Footprints On the Sands of Time by Dwig
Skip to commentsThis week’s Wayback Whensday was put in motion by a Bob Harris comment to TDC earlier this week.
The Wallace the Brave strip spurs my obligatory reminder that the Family Circus didn’t invent the footprints gag. Clare Dwiggins (“Dwig”) was using it at least as early as 1919.
Tom Heintjes informs us that Bil Keane first used the dotted line in the April 8, 1962 Sunday Family Circus.
Allan Holtz tells us that Clare Dwiggins used a Footprints On the Sands of Time comic as a “topper” for his Sunday pages from 1929 to 1934, at that time Bil Keane would have been a preteen and probably saw the popular and widely distributed pages of School Days and Nipper.
Footprints on the Sands of Time – above: 1929; below: 1933
But as Bob notes Dwig was using the concept ten years before 1929.
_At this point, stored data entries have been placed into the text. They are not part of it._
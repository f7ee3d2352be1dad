//! # costwise-core: Pure Costing Engine for Costwise
//!
//! This crate is the **heart** of Costwise. It turns raw cost inputs (base
//! cost, markup, tax, bill-of-materials lines, shared operating costs,
//! package units) into a sale price, a profit figure and a cross-product
//! operating cost distribution.
//!
//! ## Architecture Position
//! ```text
//! ┌─────────────────────────────────────────────────────────────────────────┐
//! │                        Costwise Architecture                            │
//! │                                                                         │
//! │  ┌─────────────────────────────────────────────────────────────────┐   │
//! │  │                    costwise CLI (apps/cli)                      │   │
//! │  │    item add ──► bom attach ──► price ──► portfolio              │   │
//! │  └─────────────────────────────┬───────────────────────────────────┘   │
//! │                                │                                        │
//! │  ┌─────────────────────────────▼───────────────────────────────────┐   │
//! │  │               ★ costwise-core (THIS CRATE) ★                    │   │
//! │  │                                                                 │   │
//! │  │   ┌──────────┐  ┌──────────┐  ┌──────────┐  ┌────────────┐     │   │
//! │  │   │ pricing  │  │   bom    │  │allocation│  │ conversion │     │   │
//! │  │   │ unit     │  │ snapshot │  │ single / │  │ product ⇄  │     │   │
//! │  │   │ price    │  │ lines    │  │ portfolio│  │ component  │     │   │
//! │  │   └──────────┘  └──────────┘  └──────────┘  └────────────┘     │   │
//! │  │                                                                 │   │
//! │  │   NO I/O • NO DATABASE • NO LOGGING • PURE FUNCTIONS            │   │
//! │  └─────────────────────────────────────────────────────────────────┘   │
//! │                                │                                        │
//! │  ┌─────────────────────────────▼───────────────────────────────────┐   │
//! │  │                 costwise-db (Record Store)                      │   │
//! │  │          items, BOM lines, operating costs, lookups             │   │
//! │  └─────────────────────────────────────────────────────────────────┘   │
//! └─────────────────────────────────────────────────────────────────────────┘
//! ```
//!
//! ## Modules
//!
//! - [`types`] - Domain types (Item, BomLine, OperatingCostEntry, ...)
//! - [`money`] - `Money` and `Percent` value types
//! - [`error`] - Domain error types
//! - [`validation`] - Caller-side input validation
//! - [`pricing`] - Unit price calculator
//! - [`bom`] - Component resolution into BOM snapshot lines
//! - [`allocation`] - Operating cost allocation policies
//! - [`conversion`] - Product ⇄ component transitions
//!
//! ## Design Principles
//!
//! 1. **Pure Functions**: same input = bit-identical output
//! 2. **No I/O**: callers load a consistent snapshot and persist results
//! 3. **Snapshots, not references**: a BOM line stores a resolved cost
//! 4. **No clamping**: out-of-range numbers pass through unchanged
//!
//! ## Example Usage
//!
//! ```rust
//! use costwise_core::money::{Money, Percent};
//! use costwise_core::pricing::{calculate_unit_price, PriceInput};
//!
//! let input = PriceInput {
//!     base_cost: Money::new(10.0),
//!     markup: Percent::new(30.0),
//!     tax_rate: Percent::new(8.5),
//!     subproducts_cost: Money::new(5.0),
//!     total_operating_costs: Money::new(1000.0),
//!     expected_monthly_units: 100.0,
//!     quantity: 1,
//!     units_per_package: 1.0,
//! };
//!
//! let result = calculate_unit_price(&input);
//! assert!((result.final_price_per_unit.amount() - 35.2625).abs() < 1e-9);
//! ```

// =============================================================================
// Module Declarations
// =============================================================================

pub mod allocation;
pub mod bom;
pub mod conversion;
pub mod error;
pub mod money;
pub mod pricing;
pub mod types;
pub mod validation;

// =============================================================================
// Re-exports for Convenience
// =============================================================================

pub use error::{CoreError, CoreResult, ErrorKind, ValidationError};
pub use money::{Money, Percent};
pub use types::*;

// =============================================================================
// Crate-Level Constants
// =============================================================================

/// Markup a new product starts with, and the value restored when a component
/// with a zero markup is converted back into a product.
pub const DEFAULT_PRODUCT_MARKUP_PERCENT: f64 = 30.0;

/// Tax rate a new product starts with, and the value restored when a
/// component with a zero tax rate is converted back into a product.
pub const DEFAULT_PRODUCT_TAX_RATE_PERCENT: f64 = 8.5;

/// Expected monthly sales volume for a freshly created item.
pub const DEFAULT_EXPECTED_MONTHLY_UNITS: f64 = 100.0;

/// Maximum length of item, category and company names.
pub const MAX_NAME_LENGTH: usize = 200;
The earliest I found was 1920 in Dwig’s Tom Sawyer and Huck Finn page, which doesn’t dispute Bob’s timeline.
From the very beginning cartoonist Clare Victor Dwiggins seems to have used the line from the famous Longfellow poem to (sub)title his illustrations of a character’s journeys. Here it is “Tom” making the detours but later it would be “Bill” taking the long and winding path. Compare the first Family Circus where Bil covers the neighborhood – soon after it would be the exclusive bailiwick of “Billy.”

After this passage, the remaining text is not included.